PJM sought the limit after imports nearly doubled in the May 2013 Base Residual Auction, leading some to question their deliverability.

The new rules, which FERC approved in April, created five export zones with a combined limit of 6,499 MW for the 2014 BRA. Cleared generation imports dropped to 4,526 MW in 2014, a reduction of almost 40% from 2013. (See Capacity Prices Jump Following Rule Changes.)

In requesting a rehearing, IMEA said there was no substantial evidence supporting the requirement that external generation resources be pseudo-tied to PJM to qualify for an exemption to the import limit. It also argued that the revisions discriminate against load-serving entities that own generation resources outside of PJM.

FERC said that PJM established that a pseudo-tie is needed to address the risk of curtailment, noting that firm transmission into PJM was curtailed under 151 transmission loading relief-5 events between January 2009 and July 2013. “The risk of a TLR-5 event interrupting the transmission of energy necessary in an emergency situation is a sufficient basis to justify the capacity import limit, since such a risk demonstrates that resources external to PJM may not be equal to internal resources in satisfying a capacity requirement,” FERC said.

It rejected IMEA’s discrimination claim, saying the import limits are analogous to capacity emergency transfer limits, which apply to internal generation.

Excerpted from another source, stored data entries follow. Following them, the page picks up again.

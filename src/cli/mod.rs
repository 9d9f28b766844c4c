//! Command-line interface
//!
//! This module contains the CLI commands and argument parsing
//! for the ledger binary.

pub mod commands;

pub use commands::{Command, Opt};
//! # Crypto Ledger - My Minimal Proof-of-Work Ledger
//!
//! A small cryptocurrency ledger I built in Rust to get the core ideas right.
//! When I come back to this code, here's what I need to remember:
//!
//! ## What I Built
//! - **Transactions**: single transfers whose id is a hash of their own fields
//! - **Merkle Commitment**: every block commits to its transaction ids, with proofs
//! - **UTXO Set**: balances are derived from unspent outputs, applied atomically per block
//! - **Mempool**: pending transfers, screened for double-spends before mining
//! - **Proof of Work**: cancellable nonce search with a bounded nonce space
//! - **Chain Manager**: genesis, mining, external blocks, validation, snapshots
//! - **Node + Miner**: one lock around the ledger, mining without holding it
//!
//! ## How I Organized My Code
//! - `core/`: blocks, transactions, merkle tree, proof of work, the chain manager
//! - `storage/`: UTXO set, memory pool, snapshot persistence (sled and JSON)
//! - `wallet/`: ECDSA P-256 keys, addresses, signing, the verifier keyring
//! - `network/`: wire messages, transports, the shared node, the miner thread
//! - `notifications/`: double-spend, invalid-chain and reorg alerts
//! - `config/`: settings from defaults, TOML and the environment
//! - `utils/`: hashing, encoding and timestamp helpers
//! - `cli/`: command-line interface
//!
//! ## Key Design Decisions I Made
//! - A block joins the chain only if all of its UTXO effects apply
//! - Signature checks sit behind the `SignatureVerifier` trait
//! - Alerts are fire-and-forget so they never block a ledger mutation
//!
//! ## When I Need to Understand Something
//! 1. Start with `main.rs` to see the CLI commands
//! 2. Look at `core/chain.rs` for the main ledger logic
//! 3. Check `storage/utxo_set.rs` for how value moves
//! 4. Review `network/node.rs` for the locking story

pub mod cli;
pub mod config;
pub mod core;
pub mod error;
pub mod network;
pub mod notifications;
pub mod storage;
pub mod utils;
pub mod wallet;

#[cfg(test)]
pub mod testnet;

// Re-export commonly used types for convenience
pub use cli::{Command, Opt};
pub use config::LedgerConfig;
pub use core::{
    merkle_root, meets_difficulty, Block, CancelToken, ChainManager, MerkleProof, MerkleTree,
    MiningOutcome, ProofOfWork, Transaction, COINBASE_SENDER, GENESIS_PREVIOUS_HASH,
};
pub use error::{BlockchainError, ErrorKind, IntegrityViolation, Result};
pub use network::{ChannelTransport, Message, Miner, Node, NullTransport, Transport};
pub use notifications::{Alert, AlertKind, AlertLog, AlertSink, AlertSystem, NullAlertSink};
pub use storage::{
    ChainSnapshot, JsonFileStore, MemoryPool, SledStore, SnapshotStore, UTXOSet, Utxo,
};
pub use utils::{current_timestamp, sha256_digest, sha256_hex};
pub use wallet::{
    convert_address, hash_pub_key, validate_address, Keyring, SignatureVerifier, Wallet, Wallets,
};
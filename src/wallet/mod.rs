//! Wallet management and signature verification
//!
//! Key generation, address derivation and transaction signing live here.
//! The ledger itself only ever calls `SignatureVerifier::verify`.

pub mod keyring;
#[allow(clippy::module_inception)]
pub mod wallet;
pub mod wallets;

pub use keyring::{Keyring, SignatureVerifier};
pub use wallet::{
    address_from_public_key, convert_address, hash_pub_key, validate_address, verify_signature,
    Wallet, ADDRESS_CHECK_SUM_LEN,
};
pub use wallets::{Wallets, WALLET_TREE};
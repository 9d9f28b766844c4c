// Bincode helpers for on-disk records
use crate::error::{BlockchainError, Result};

/// Serialize data using bincode 2.0 with standard configuration
pub fn serialize<T: bincode::Encode>(data: &T) -> Result<Vec<u8>> {
    let config = bincode::config::standard();
    bincode::encode_to_vec(data, config)
        .map_err(|e| BlockchainError::Serialization(format!("Serialization failed: {e}")))
}

/// Deserialize data using bincode 2.0 with standard configuration
pub fn deserialize<T: bincode::Decode<()>>(bytes: &[u8]) -> Result<T> {
    let config = bincode::config::standard();
    let (data, _) = bincode::decode_from_slice(bytes, config)
        .map_err(|e| BlockchainError::Serialization(format!("Deserialization failed: {e}")))?;
    Ok(data)
}

#[cfg(test)]
mod tests {
    use super::*;

    #[derive(Debug, Clone, PartialEq, bincode::Encode, bincode::Decode)]
    struct StoredKey {
        address: String,
        pkcs8: Vec<u8>,
    }

    #[test]
    fn test_serialize_deserialize() {
        let original = StoredKey {
            address: "1BoatSLRHtKNngkdXEeobR76b53LETtpyT".to_string(),
            pkcs8: vec![1, 2, 3, 4, 5],
        };

        let bytes = serialize(&original).expect("Serialization should work");
        let decoded: StoredKey = deserialize(&bytes).expect("Deserialization should work");
        assert_eq!(original, decoded);
    }

    #[test]
    fn test_deserialize_invalid_data() {
        let invalid_bytes = vec![0xFF, 0xFF, 0xFF, 0xFF];
        let result: Result<StoredKey> = deserialize(&invalid_bytes);
        assert!(result.is_err());
    }
}
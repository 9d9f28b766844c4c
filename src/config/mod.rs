//! Configuration management
//!
//! Difficulty, batch cap, nonce bound, rewards and the other numbers the
//! ledger runs on, loaded from defaults, an optional TOML file and the
//! environment.

pub mod settings;

pub use settings::{
    LedgerConfig, DEFAULT_ALERT_HISTORY, DEFAULT_BLOCK_REWARD, DEFAULT_CANCEL_CHECK_INTERVAL,
    DEFAULT_DIFFICULTY, DEFAULT_GENESIS_REWARD, DEFAULT_MAX_BLOCK_TRANSACTIONS,
    DEFAULT_MAX_FUTURE_DRIFT_MS, DEFAULT_MAX_NONCE,
};
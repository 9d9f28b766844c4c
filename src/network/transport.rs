use crate::core::{Block, Transaction};
use crate::error::{BlockchainError, Result};
use log::warn;
use serde::{Deserialize, Serialize};
use std::sync::mpsc::Sender;
use std::sync::Mutex;

/// Wire messages between nodes
#[derive(Debug, Clone, PartialEq, Eq, Serialize, Deserialize)]
pub enum Message {
    Transaction {
        addr_from: String,
        transaction: Transaction,
    },
    Block {
        addr_from: String,
        block: Block,
    },
}

impl Message {
    pub fn to_bytes(&self) -> Result<Vec<u8>> {
        Ok(serde_json::to_vec(self)?)
    }

    pub fn from_bytes(bytes: &[u8]) -> Result<Message> {
        Ok(serde_json::from_slice(bytes)?)
    }

    pub fn get_addr_from(&self) -> &str {
        match self {
            Message::Transaction { addr_from, .. } | Message::Block { addr_from, .. } => {
                addr_from.as_str()
            }
        }
    }
}

/// Outbound side of peer communication. Both calls return how many peers
/// the message was queued for.
pub trait Transport: Send + Sync {
    fn broadcast_transaction(&self, tx: &Transaction) -> Result<usize>;
    fn broadcast_block(&self, block: &Block) -> Result<usize>;
}

/// A node with no peers.
#[derive(Debug, Default, Clone, Copy)]
pub struct NullTransport;

impl Transport for NullTransport {
    fn broadcast_transaction(&self, _tx: &Transaction) -> Result<usize> {
        Ok(0)
    }

    fn broadcast_block(&self, _block: &Block) -> Result<usize> {
        Ok(0)
    }
}

struct Peer {
    addr: String,
    sender: Sender<Vec<u8>>,
}

/// In-process transport: every peer is the sending half of a channel whose
/// receiver feeds that peer's `Node::handle_bytes`.
pub struct ChannelTransport {
    addr: String,
    peers: Mutex<Vec<Peer>>,
}

impl ChannelTransport {
    pub fn new(addr: &str) -> ChannelTransport {
        ChannelTransport {
            addr: addr.to_string(),
            peers: Mutex::new(Vec::new()),
        }
    }

    pub fn add_peer(&self, addr: &str, sender: Sender<Vec<u8>>) -> Result<()> {
        let mut peers = self.lock_peers()?;
        if !peers.iter().any(|peer| peer.addr == addr) {
            peers.push(Peer {
                addr: addr.to_string(),
                sender,
            });
        }
        Ok(())
    }

    pub fn get_peer_addrs(&self) -> Result<Vec<String>> {
        Ok(self
            .lock_peers()?
            .iter()
            .map(|peer| peer.addr.clone())
            .collect())
    }

    fn lock_peers(&self) -> Result<std::sync::MutexGuard<'_, Vec<Peer>>> {
        self.peers.lock().map_err(|_| {
            BlockchainError::ConcurrencyViolation("peer list lock poisoned".to_string())
        })
    }

    // Peers whose receiver is gone are evicted
    fn broadcast(&self, message: &Message) -> Result<usize> {
        let bytes = message.to_bytes()?;
        let mut peers = self.lock_peers()?;
        peers.retain(|peer| match peer.sender.send(bytes.clone()) {
            Ok(()) => true,
            Err(_) => {
                warn!("Peer {} is unreachable, evicting", peer.addr);
                false
            }
        });
        Ok(peers.len())
    }
}

impl Transport for ChannelTransport {
    fn broadcast_transaction(&self, tx: &Transaction) -> Result<usize> {
        self.broadcast(&Message::Transaction {
            addr_from: self.addr.clone(),
            transaction: tx.clone(),
        })
    }

    fn broadcast_block(&self, block: &Block) -> Result<usize> {
        self.broadcast(&Message::Block {
            addr_from: self.addr.clone(),
            block: block.clone(),
        })
    }
}
//! Alert delivery
//!
//! The ledger reports double-spends, failed chain validation and tip changes
//! through an `AlertSink`. Delivery is fire-and-forget: a sink must never
//! block the ledger mutation that raised the alert.

pub mod alerts;

pub use alerts::{Alert, AlertKind, AlertLog, AlertSink, AlertSystem, ChannelAlertSink, NullAlertSink};
// Entry point for the ledger CLI. Every command opens the sled store,
// rebuilds the chain manager from the stored blocks, acts, and saves the
// chain back when it changed.
use clap::Parser;
use crypto_ledger::{
    validate_address, AlertSystem, CancelToken, ChainManager, Command, JsonFileStore,
    LedgerConfig, Opt, SledStore, SnapshotStore, Wallets,
};
use log::{error, info, LevelFilter};
use std::process;
use std::sync::Arc;

fn main() {
    env_logger::builder().filter_level(LevelFilter::Info).init();

    let opt = Opt::parse();

    if let Err(e) = run(opt) {
        error!("Error: {e}");
        process::exit(1);
    }
}

fn run(opt: Opt) -> Result<(), Box<dyn std::error::Error>> {
    let config = match &opt.config {
        Some(path) => LedgerConfig::from_file(path)?,
        None => LedgerConfig::new()?,
    };
    let store = SledStore::open(&config.data_dir)?;
    let mut wallets = Wallets::open(store.get_db())?;

    // Wallet commands never touch the chain
    match &opt.command {
        Command::Createwallet => {
            let address = wallets.create_wallet()?;
            println!("Your new address: {address}");
            return Ok(());
        }
        Command::ListAddresses => {
            for address in wallets.get_addresses() {
                println!("{address}")
            }
            return Ok(());
        }
        _ => {}
    }

    let alerts = AlertSystem::start(config.alert_history);
    let snapshot = store.load()?.unwrap_or_default();
    let mut manager = ChainManager::restore(
        config,
        snapshot,
        Arc::new(wallets.keyring()),
        alerts.sink(),
    )?;

    match opt.command {
        Command::Createchain { address } => {
            if !validate_address(&address) {
                return Err(format!("Invalid address: {address}").into());
            }
            let genesis = manager.create_genesis(&address)?;
            store.save(&manager.snapshot())?;
            println!("Genesis block: {}", genesis.get_hash());
        }
        Command::GetBalance { address } => {
            if !validate_address(&address) {
                return Err(format!("Invalid address: {address}").into());
            }
            let balance = manager.get_balance(&address);
            println!("Balance of {address}: {balance}");
        }
        Command::Send {
            from,
            to,
            amount,
            miner,
        } => {
            if !validate_address(&to) {
                return Err(format!("Invalid recipient address: {to}").into());
            }
            let wallet = wallets
                .get_wallet(&from)
                .ok_or_else(|| format!("No local wallet for {from}"))?;
            let transaction = wallet.create_transaction(&to, amount)?;
            let tx_id = transaction.get_id().to_string();
            manager.submit_transaction(transaction)?;

            let miner = miner.unwrap_or_else(|| from.clone());
            let block = manager.mine_block(&miner, &CancelToken::new())?;
            store.save(&manager.snapshot())?;
            info!("Transaction {tx_id} confirmed in block {}", block.get_index());
            println!("Success!")
        }
        Command::Printchain => {
            for block in manager.get_blocks().iter().rev() {
                println!("Block {}", block.get_index());
                println!("Pre block hash: {}", block.get_previous_hash());
                println!("Cur block hash: {}", block.get_hash());
                println!("Merkle root: {}", block.get_merkle_root());
                println!("Nonce: {}", block.get_nonce());
                println!("Timestamp: {}", block.get_timestamp());
                for tx in block.get_transactions() {
                    println!("- Transaction {}", tx.get_id());
                    println!(
                        "-- {} -> {}: {}",
                        tx.get_sender(),
                        tx.get_receiver(),
                        tx.get_amount()
                    );
                }
                println!()
            }
        }
        Command::Validate => {
            manager.validate_chain()?;
            println!(
                "Chain of {} blocks is valid, tip {}",
                manager.len(),
                manager.tip_hash().unwrap_or("-")
            );
        }
        Command::Export { path } => {
            let file = JsonFileStore::new(&path);
            file.save(&manager.snapshot())?;
            println!("Exported {} blocks to {}", manager.len(), path.display());
        }
        Command::Createwallet | Command::ListAddresses => {}
    }
    Ok(())
}
use crate::core::Transaction;
use crate::wallet::wallet::{address_from_public_key, verify_signature};
use log::debug;
use std::collections::HashMap;
use std::sync::RwLock;

/// The one question the ledger asks of the signing side.
pub trait SignatureVerifier: Send + Sync {
    fn verify(&self, tx: &Transaction) -> bool;
}

/// ( K -> address, V => public key )
///
/// Verifies a transaction against the key registered for its sender.
/// Unknown senders never verify.
#[derive(Default)]
pub struct Keyring {
    keys: RwLock<HashMap<String, Vec<u8>>>,
}

impl Keyring {
    pub fn new() -> Keyring {
        Keyring::default()
    }

    /// Register `public_key` under the address it derives to and return that address.
    pub fn register(&self, public_key: &[u8]) -> String {
        let address = address_from_public_key(public_key);
        match self.keys.write() {
            Ok(mut keys) => {
                keys.insert(address.clone(), public_key.to_vec());
            }
            Err(_) => {
                log::error!("Failed to acquire write lock on keyring");
            }
        }
        address
    }

    pub fn contains(&self, address: &str) -> bool {
        match self.keys.read() {
            Ok(keys) => keys.contains_key(address),
            Err(_) => false,
        }
    }

    pub fn len(&self) -> usize {
        self.keys.read().map(|keys| keys.len()).unwrap_or(0)
    }

    pub fn is_empty(&self) -> bool {
        self.len() == 0
    }
}

impl SignatureVerifier for Keyring {
    fn verify(&self, tx: &Transaction) -> bool {
        let keys = match self.keys.read() {
            Ok(keys) => keys,
            Err(_) => {
                log::error!("Failed to acquire read lock on keyring");
                return false;
            }
        };
        match keys.get(tx.get_sender()) {
            Some(public_key) => verify_signature(tx, public_key),
            None => {
                debug!("No public key registered for {}", tx.get_sender());
                false
            }
        }
    }
}

#[cfg(test)]
mod tests {
    use super::*;
    use crate::wallet::Wallet;

    #[test]
    fn test_registered_sender_verifies() {
        let keyring = Keyring::new();
        let wallet = Wallet::new().unwrap();
        let address = keyring.register(wallet.get_public_key());
        assert_eq!(address, wallet.get_address());
        assert!(keyring.contains(&address));

        let tx = wallet.create_transaction("Bob", 3).unwrap();
        assert!(keyring.verify(&tx));
    }

    #[test]
    fn test_unknown_sender_fails() {
        let keyring = Keyring::new();
        let wallet = Wallet::new().unwrap();
        let tx = wallet.create_transaction("Bob", 3).unwrap();
        assert!(!keyring.verify(&tx));
    }

    #[test]
    fn test_unsigned_transaction_fails() {
        let keyring = Keyring::new();
        let wallet = Wallet::new().unwrap();
        let address = keyring.register(wallet.get_public_key());
        let tx = Transaction::new(&address, "Bob", 3).unwrap();
        assert!(!keyring.verify(&tx));
    }
}
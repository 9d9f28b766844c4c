use crate::core::Transaction;
use crate::error::{BlockchainError, Result};
use log::debug;
use serde::{Deserialize, Serialize};
use std::collections::HashMap;

/// One spendable output
#[derive(Debug, Clone, PartialEq, Eq, Serialize, Deserialize)]
pub struct Utxo {
    pub tx_id: String,
    pub output_index: u32,
    pub amount: u64,
    pub owner: String,
}

impl Utxo {
    pub fn new(tx_id: &str, output_index: u32, amount: u64, owner: &str) -> Utxo {
        Utxo {
            tx_id: tx_id.to_string(),
            output_index,
            amount,
            owner: owner.to_string(),
        }
    }

    fn same_key(&self, tx_id: &str, output_index: u32) -> bool {
        self.tx_id == tx_id && self.output_index == output_index
    }
}

/// ( K -> owner address, V => unspent outputs in insertion order )
///
/// Insertion order is the enumeration order `apply` spends in, so it must be
/// stable: a `Vec` per owner rather than a hashed set.
#[derive(Debug, Clone, Default, PartialEq, Eq)]
pub struct UTXOSet {
    utxos: HashMap<String, Vec<Utxo>>,
    applied_blocks: u64,
}

/// What applying one transaction will do, computed before anything changes.
struct SpendPlan {
    spends: Vec<(String, u32)>,
    outputs: Vec<Utxo>,
}

impl UTXOSet {
    pub fn new() -> UTXOSet {
        UTXOSet::default()
    }

    /// Insert `utxo`. Returns false and leaves the set unchanged when the
    /// (owner, tx_id, output_index) key is already present.
    pub fn add_utxo(&mut self, utxo: Utxo) -> bool {
        let bucket = self.utxos.entry(utxo.owner.clone()).or_default();
        if bucket
            .iter()
            .any(|existing| existing.same_key(&utxo.tx_id, utxo.output_index))
        {
            return false;
        }
        bucket.push(utxo);
        true
    }

    /// Remove and return the matching output. An owner whose last output is
    /// spent disappears from the set.
    pub fn spend_utxo(&mut self, tx_id: &str, output_index: u32, owner: &str) -> Option<Utxo> {
        let bucket = self.utxos.get_mut(owner)?;
        let position = bucket
            .iter()
            .position(|utxo| utxo.same_key(tx_id, output_index))?;
        let spent = bucket.remove(position);
        if bucket.is_empty() {
            self.utxos.remove(owner);
        }
        Some(spent)
    }

    pub fn get_balance(&self, owner: &str) -> u64 {
        self.utxos
            .get(owner)
            .map(|bucket| bucket.iter().map(|utxo| utxo.amount).sum())
            .unwrap_or(0)
    }

    pub fn get_utxos(&self, owner: &str) -> &[Utxo] {
        self.utxos
            .get(owner)
            .map(|bucket| bucket.as_slice())
            .unwrap_or(&[])
    }

    pub fn is_unspent(&self, tx_id: &str, output_index: u32, owner: &str) -> bool {
        self.get_utxos(owner)
            .iter()
            .any(|utxo| utxo.same_key(tx_id, output_index))
    }

    pub fn owner_count(&self) -> usize {
        self.utxos.len()
    }

    /// Sum over every owner. Changes only through coinbase outputs.
    pub fn total_value(&self) -> u64 {
        self.utxos
            .values()
            .flat_map(|bucket| bucket.iter())
            .map(|utxo| utxo.amount)
            .sum()
    }

    /// Apply one transaction. Either every effect lands or the set is left
    /// exactly as it was.
    ///
    /// A coinbase creates a single output for its receiver. A transfer spends
    /// the sender's outputs in enumeration order until `amount` is covered,
    /// pays the receiver and returns any excess to the sender as change.
    /// Output indices are allocated per transaction, payment first.
    pub fn apply(&mut self, tx: &Transaction) -> Result<()> {
        let plan = self.plan(tx)?;

        for utxo in &plan.outputs {
            if self.is_unspent(&utxo.tx_id, utxo.output_index, &utxo.owner) {
                return Err(BlockchainError::DuplicateTransaction(format!(
                    "{} (output {} for {} already exists)",
                    utxo.tx_id, utxo.output_index, utxo.owner
                )));
            }
        }

        for (tx_id, output_index) in &plan.spends {
            self.spend_utxo(tx_id, *output_index, tx.get_sender());
        }
        for utxo in plan.outputs {
            self.add_utxo(utxo);
        }
        debug!(
            "Applied {} ({} -> {}: {})",
            tx.get_id(),
            tx.get_sender(),
            tx.get_receiver(),
            tx.get_amount()
        );
        Ok(())
    }

    fn plan(&self, tx: &Transaction) -> Result<SpendPlan> {
        let mut next_index: u32 = 0;
        let mut allocate = || {
            let index = next_index;
            next_index += 1;
            index
        };

        if tx.is_coinbase() {
            return Ok(SpendPlan {
                spends: Vec::new(),
                outputs: vec![Utxo::new(
                    tx.get_id(),
                    allocate(),
                    tx.get_amount(),
                    tx.get_receiver(),
                )],
            });
        }

        let sender = tx.get_sender();
        let amount = tx.get_amount();
        let available = self.get_balance(sender);
        if available < amount {
            return Err(BlockchainError::InsufficientFunds {
                address: sender.to_string(),
                required: amount,
                available,
            });
        }

        let mut spends = Vec::new();
        let mut covered: u64 = 0;
        for utxo in self.get_utxos(sender) {
            if covered >= amount {
                break;
            }
            spends.push((utxo.tx_id.clone(), utxo.output_index));
            covered += utxo.amount;
        }

        let mut outputs = vec![Utxo::new(
            tx.get_id(),
            allocate(),
            amount,
            tx.get_receiver(),
        )];
        if covered > amount {
            outputs.push(Utxo::new(tx.get_id(), allocate(), covered - amount, sender));
        }
        Ok(SpendPlan { spends, outputs })
    }

    /// Record that one more block's transactions are reflected in the set.
    pub fn mark_block_applied(&mut self) {
        self.applied_blocks += 1;
    }

    pub fn applied_blocks(&self) -> u64 {
        self.applied_blocks
    }
}
// A snapshot is the chain as an ordered list of block records. The ledger
// only produces and consumes snapshots; where they live is up to the store.

use crate::core::Block;
use crate::error::{BlockchainError, Result};
use log::info;
use serde::{Deserialize, Serialize};
use std::fs;
use std::path::{Path, PathBuf};

const BLOCKS_TREE: &str = "blocks";
const TIP_BLOCK_HASH_KEY: &str = "tip_block_hash";
const BLOCK_COUNT_KEY: &str = "block_count";

#[derive(Debug, Clone, Default, PartialEq, Eq, Serialize, Deserialize)]
pub struct ChainSnapshot {
    pub blocks: Vec<Block>,
}

impl ChainSnapshot {
    pub fn new(blocks: Vec<Block>) -> ChainSnapshot {
        ChainSnapshot { blocks }
    }

    pub fn to_json(&self) -> Result<String> {
        Ok(serde_json::to_string_pretty(self)?)
    }

    pub fn from_json(raw: &str) -> Result<ChainSnapshot> {
        Ok(serde_json::from_str(raw)?)
    }

    pub fn len(&self) -> usize {
        self.blocks.len()
    }

    pub fn is_empty(&self) -> bool {
        self.blocks.is_empty()
    }

    pub fn tip_hash(&self) -> Option<&str> {
        self.blocks.last().map(|block| block.get_hash())
    }
}

pub trait SnapshotStore {
    fn save(&self, snapshot: &ChainSnapshot) -> Result<()>;
    /// `None` when nothing has been saved yet.
    fn load(&self) -> Result<Option<ChainSnapshot>>;
}

/// Blocks in a sled tree keyed by big-endian height, so iteration is chain order.
pub struct SledStore {
    db: sled::Db,
    blocks: sled::Tree,
}

impl SledStore {
    pub fn open<P: AsRef<Path>>(path: P) -> Result<SledStore> {
        let db = sled::open(path.as_ref())
            .map_err(|e| BlockchainError::Database(format!("Failed to open database: {e}")))?;
        let blocks = db
            .open_tree(BLOCKS_TREE)
            .map_err(|e| BlockchainError::Database(format!("Failed to open blocks tree: {e}")))?;
        Ok(SledStore { db, blocks })
    }

    /// The underlying database, shared with the wallet store.
    pub fn get_db(&self) -> &sled::Db {
        &self.db
    }

    fn stored_count(&self) -> Result<u64> {
        match self.blocks.get(BLOCK_COUNT_KEY)? {
            Some(bytes) => {
                let raw: [u8; 8] = bytes.as_ref().try_into().map_err(|_| {
                    BlockchainError::Database("Invalid block count record".to_string())
                })?;
                Ok(u64::from_be_bytes(raw))
            }
            None => Ok(0),
        }
    }
}

impl SnapshotStore for SledStore {
    fn save(&self, snapshot: &ChainSnapshot) -> Result<()> {
        let records = snapshot
            .blocks
            .iter()
            .map(|block| Ok((block.get_index().to_be_bytes(), serde_json::to_vec(block)?)))
            .collect::<Result<Vec<_>>>()?;
        let count = snapshot.blocks.len() as u64;
        let previous_count = self.stored_count()?;
        let tip_hash = snapshot.tip_hash().unwrap_or_default().to_string();

        // Whole chain, tip and count land together or not at all
        self.blocks
            .transaction(|tx_db| {
                for (key, value) in &records {
                    tx_db.insert(&key[..], value.as_slice())?;
                }
                for stale in count..previous_count {
                    tx_db.remove(&stale.to_be_bytes()[..])?;
                }
                tx_db.insert(TIP_BLOCK_HASH_KEY, tip_hash.as_bytes())?;
                tx_db.insert(BLOCK_COUNT_KEY, &count.to_be_bytes()[..])?;
                Ok(())
            })
            .map_err(|e: sled::transaction::TransactionError| {
                BlockchainError::Database(format!("Failed to save chain: {e}"))
            })?;
        self.blocks.flush()?;
        info!("Saved {count} blocks to sled");
        Ok(())
    }

    fn load(&self) -> Result<Option<ChainSnapshot>> {
        let count = self.stored_count()?;
        if count == 0 {
            return Ok(None);
        }
        let mut blocks = Vec::with_capacity(count as usize);
        for height in 0..count {
            let bytes = self.blocks.get(height.to_be_bytes())?.ok_or_else(|| {
                BlockchainError::Database(format!("Block {height} missing from store"))
            })?;
            blocks.push(serde_json::from_slice::<Block>(bytes.as_ref())?);
        }
        Ok(Some(ChainSnapshot { blocks }))
    }
}

/// Pretty-printed JSON file, the format `export` writes.
pub struct JsonFileStore {
    path: PathBuf,
}

impl JsonFileStore {
    pub fn new<P: AsRef<Path>>(path: P) -> JsonFileStore {
        JsonFileStore {
            path: path.as_ref().to_path_buf(),
        }
    }

    pub fn get_path(&self) -> &Path {
        self.path.as_path()
    }
}

impl SnapshotStore for JsonFileStore {
    fn save(&self, snapshot: &ChainSnapshot) -> Result<()> {
        let staging = self.path.with_extension("tmp");
        fs::write(&staging, snapshot.to_json()?)?;
        fs::rename(&staging, &self.path)?;
        Ok(())
    }

    fn load(&self) -> Result<Option<ChainSnapshot>> {
        if !self.path.exists() {
            return Ok(None);
        }
        let raw = fs::read_to_string(&self.path)?;
        Ok(Some(ChainSnapshot::from_json(&raw)?))
    }
}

FERC also rejected the allegation by AMP and Northern Illinois that it had approved the limit without a proper analysis of its effect on competition in PJM’s capacity market.

“We find that an over-commitment of external resources in the Base Residual Auction would run a deliverability risk and distort the Base Residual Auction process by displacing resources that are deliverable,” FERC said. “… Systematic commitment of external resources at levels that cannot be reliably delivered will add resources to the supply curve in the auction and tend to reduce the clearing price below the level offered by resources that are actually deliverable to PJM.”